I work for a small email company we process millions of emails an hour inbound, but only a few million a day outbound.

Our most effective filters are:

connect/HELO restrictions: you can only get email into the environment if your IP address resolves to a FQDN.

HELO restrictions: if you connect using X different HELO strings, you are blacklisted. Spambots often randomize the helos, this blocks those.

Spamassassin at the client side, filtering email into various folders based on the score.

antivirus server that filters the few viruses that make it in, and phishing is filtered too.

The problem? All this doesn't catch enough of the spam. We still have loads of CPU dedicated to filtering spam, but something like this technique at the border will help, and I'll predict (based on experience watching the traffic and spam filtering graphs) that we could cut spam another 30% just by watching the curves and tightening the restrictions during those peaks.

Even if no one ever responds, it won't stop

[MarkusQ]

Even if no one ever responds, it won't stop as long as the people paying to have it sent think it works. It's like burning candles to St. Balderdash for scam marketing morons. As long as there is a steady supply of rubes who think that sending spam is their road to riches, and are willing to pay some brighter but no more honest spam lord to send their dreck to a bazillion hapless victims for them, spam will contine to flow.

This is true even if no one ever responds to, falls for, or even opens a spam message ever again.

--MarkusQ

Has been done for a long time.

[MadTinfoilHatter]

My (previous) ISP did this several years ago. I found out when I was making a computer for a friend. At the time (this was a few years ago) I didn't yet know just how quickly an unprotected windows-box is owned by viruses. I thought I'd be okay for the time it takes to download a firewall. 20 seconds later I got a popup that I recognized as an infection, so I shut down the machine, and tried to get the firewall / AV-software with my other machine instead - only to be greeted by a screen where my ISP informs me that "By the look of your outgoing traffic, it would seem that your machine has been turned into a spam-bot by a virus, and your account will be automatically unblocked 1 hour after the suspicious traffic stops." This was followed by some generic instructions for virus removal.

Great idea, just several years late ;)

[Thorizdin]

For everyone screaming that this isn't feasible, will kill mailing lists, and other wise render effective communication via SMTP impossible you might want to consider that about a quarter of global email volume is already flowing through a system very much like what the OP describes.

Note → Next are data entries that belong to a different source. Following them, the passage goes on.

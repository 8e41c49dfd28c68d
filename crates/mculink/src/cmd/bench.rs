use std::thread;
use std::time::Instant;

use mculink_session::{Session, SessionConfig};
use tracing::info;

use crate::cmd::{parse_duration, parse_endpoint, BenchArgs};
use crate::exit::{send_error, session_error, CliError, CliResult, SUCCESS, USAGE};
use crate::output::{print_bench, BenchBatch, OutputFormat};

/// Three-byte command for the latency batch.
pub const SHORT_PAYLOAD: &str = "abc";

/// Fifty-byte command for the throughput batch.
pub const LONG_PAYLOAD: &str = "Nabcdefghijklmnopqrstuvwxzy01234567890123456789012";

pub fn run(args: BenchArgs, format: OutputFormat) -> CliResult<i32> {
    if args.count == 0 {
        return Err(CliError::new(USAGE, "count must be greater than zero"));
    }
    let timeout = parse_duration(&args.timeout)?;
    let pause = parse_duration(&args.pause)?;
    let endpoint = parse_endpoint(&args.endpoint)?;
    let endpoint_name = endpoint.to_string();

    let session = Session::new(SessionConfig {
        response_timeout: timeout,
        ..SessionConfig::default()
    });
    session
        .connect_endpoint(&endpoint)
        .map_err(|err| session_error("connect failed", err))?;

    let short = run_batch(&session, SHORT_PAYLOAD, args.count);
    let batches = short.and_then(|short| {
        print_bench(&short, &endpoint_name, format);
        // Let the device drain before the second batch.
        thread::sleep(pause);
        run_batch(&session, LONG_PAYLOAD, args.count)
    });
    session.disconnect();

    let long = batches?;
    print_bench(&long, &endpoint_name, format);
    Ok(SUCCESS)
}

/// Send `payload` `count` times back to back, each waiting for its reply.
fn run_batch(session: &Session, payload: &str, count: u32) -> CliResult<BenchBatch> {
    let started = Instant::now();
    for _ in 0..count {
        session
            .send(payload)
            .map_err(|err| send_error("benchmark send failed", err))?;
    }
    let batch = BenchBatch::new(payload.len(), count, started.elapsed());
    info!(
        payload_bytes = batch.payload_bytes,
        count,
        total_ms = batch.total.as_millis() as u64,
        "benchmark batch finished"
    );
    Ok(batch)
}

Ironport (recently purchased by Cisco for $830 million US) has been doing this kind of service for large providers for several years.
Their statistics site is publicly viewable, but using their stats requires a subscription fee.
http://www.senderbase.org/
Its interesting to look at how well or poorly the MTA's you use are scored. All of the stats are gathered by the systems they sell to ISP's and enterprise customers. These boxes perform the spam filtering for that organization's customers and provide statistical data back to senderbase.org, which allows all Ironport customers to "know" about problems for all other Ironport customers.

The link to their PDF on their metric's is here:
http://ironport.com/pdf/ironport_wp_reputation_bas ed_control.pdf

We evaluated their system last year as a possible replacement for a third party spam/virus scanning provider and may end up purchasing their equipment once everything with the Cisco purchase shakes out. Their solution, while not perfect, behaves far better than some of the things that large service providers *coughAOLcough* have tried and are (or were when we tested) comparable to most of the content based scanning systems in terms of spam filtering with a lower rate of false positives.